O financiamento público para esses estudos é que não está nada bom:

— Não houve aumento de verba por causa da epidemia — lamenta a pesquisadora.

Manuel Carrondo

Professor do Instituto de Biologia Experimental e Tecnológica de Portugal

Uma das principais mentes por trás do desenvolvimento de uma vacina universal contra o vírus influenza, que causa a gripe, o português Manuel Carrondo explica que o objetivo é “educar o sistema imunológico” para memorizar por mais tempo a resposta às mais diversas cepas do vírus

— Uma “vacina universal” permitirá vacinar as populações apenas uma vez a cada cinco ou mais anos, em vez de termos que nos vacinar anualmente, como acontece hoje — diz ele, que não esconde os obstáculos da empreitada: — O vírus é altamente mutável, com diversas famílias de subtipos conhecidos desde a epidemia espanhola de 1918. Então, conseguir colocar uma “paleta” de imunológicos numa única vacina é enormemente difícil.

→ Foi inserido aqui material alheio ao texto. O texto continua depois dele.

//! # Supervisor Skill
//!
//! Classifies the user's intent into a routing action and extracts the
//! location and occasion, when mentioned.

use crate::error::{StepError, StepResult};
use crate::state::{ConversationThread, RoutingAction};
use crate::tools::bounded;
use serde::Deserialize;
use std::sync::Arc;
use std::time::Duration;

use super::language_model::{LanguageModel, ResponseContract, ResponseShape};
use super::llm_helpers::{decode_json, non_empty};
use super::prompts;

pub const CONTRACT: ResponseContract = ResponseContract {
    name: "supervisor",
    system_prompt: prompts::SUPERVISOR,
    shape: ResponseShape::Json,
};

/// Turns of history shown to the supervisor
const HISTORY_WINDOW: usize = 6;

#[derive(Debug, Deserialize)]
struct SupervisorOutput {
    action: String,
    #[serde(default)]
    location: Option<String>,
    #[serde(default, alias = "followup_context")]
    context: Option<String>,
}

/// Decoded supervisor decision
#[derive(Debug, Clone, PartialEq, Eq)]
pub struct SupervisorPlan {
    pub action: RoutingAction,
    pub location: Option<String>,
    pub context: Option<String>,
}

/// Strictly decode a supervisor response; unknown actions are parse errors
pub fn parse_plan(text: &str) -> StepResult<SupervisorPlan> {
    let output: SupervisorOutput = decode_json(text)?;
    let action = output.action.parse::<RoutingAction>().map_err(StepError::parse)?;
    Ok(SupervisorPlan {
        action,
        location: non_empty(output.location),
        context: non_empty(output.context),
    })
}

pub struct SupervisorSkill {
    llm: Arc<dyn LanguageModel>,
    timeout: Duration,
}

impl SupervisorSkill {
    pub fn new(llm: Arc<dyn LanguageModel>, timeout: Duration) -> Self {
        Self { llm, timeout }
    }

    pub async fn run(
        &self,
        message: &str,
        history: &ConversationThread,
    ) -> StepResult<SupervisorPlan> {
        let prompt = build_prompt(message, history);
        let text = bounded(
            "supervisor completion",
            self.timeout,
            self.llm.complete(&CONTRACT, &prompt),
        )
        .await?;
        parse_plan(&text)
    }
}

fn build_prompt(message: &str, history: &ConversationThread) -> String {
    let recent = history.turns.len().saturating_sub(HISTORY_WINDOW);
    let window = ConversationThread {
        thread_id: history.thread_id.clone(),
        turns: history.turns[recent..].to_vec(),
    };

    if window.is_empty() {
        format!("User: {}", message)
    } else {
        format!(
            "Conversation so far:\n{}\n\nLatest message:\nUser: {}",
            window.transcript(),
            message
        )
    }
}

#[cfg(test)]
mod tests {
    use super::*;
    use crate::error::ErrorKind;
    use crate::state::Turn;
    use crate::testing::ScriptedModel;

    #[test]
    fn test_parse_plan_accepts_aliases() {
        let plan = parse_plan(
            r#"{"action": "design_followup", "location": null, "followup_context": "green shirt"}"#,
        )
        .unwrap();
        assert_eq!(plan.action, RoutingAction::WardrobeOnly);
        assert_eq!(plan.location, None);
        assert_eq!(plan.context.as_deref(), Some("green shirt"));
    }

    #[test]
    fn test_parse_plan_rejects_unknown_action() {
        let err = parse_plan(r#"{"action": "book_flight"}"#).unwrap_err();
        assert_eq!(err.kind, ErrorKind::ParseError);

        let err = parse_plan("full_recommendation please").unwrap_err();
        assert_eq!(err.kind, ErrorKind::ParseError);
    }

    #[tokio::test]
    async fn test_run_includes_history() {
        let llm = Arc::new(ScriptedModel::new().respond(
            CONTRACT.name,
            r#"{"action": "weather_only", "location": "Tokyo", "context": ""}"#,
        ));
        let skill = SupervisorSkill::new(llm.clone(), Duration::from_secs(1));

        let mut history = ConversationThread::new("t1");
        history.append_bounded(vec![Turn::user("Hi"), Turn::assistant("Hello!")], 0);

        let plan = skill.run("Weather in Tokyo?", &history).await.unwrap();
        assert_eq!(plan.action, RoutingAction::WeatherOnly);
        assert_eq!(plan.location.as_deref(), Some("Tokyo"));
        assert_eq!(plan.context, None);

        let prompt = llm.last_prompt(CONTRACT.name).unwrap();
        assert!(prompt.contains("Assistant: Hello!"));
        assert!(prompt.ends_with("User: Weather in Tokyo?"));
    }
}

A vacina já foi testada em camundongos, em um tipo de furão e em macacos. Os últimos resultados, nos primatas, chegarão até o fim de setembro. E são eles que determinarão se valerá a pena fazer testes em humanos. A partir de possíveis resultados positivos em humanos, Carrondo estima que a vacina possa entrar no mercado quatro anos depois.

O projeto é financiado pela União Europeia e realizado em centros da Alemanha, Itália, Suíça e Holanda, além de Portugal.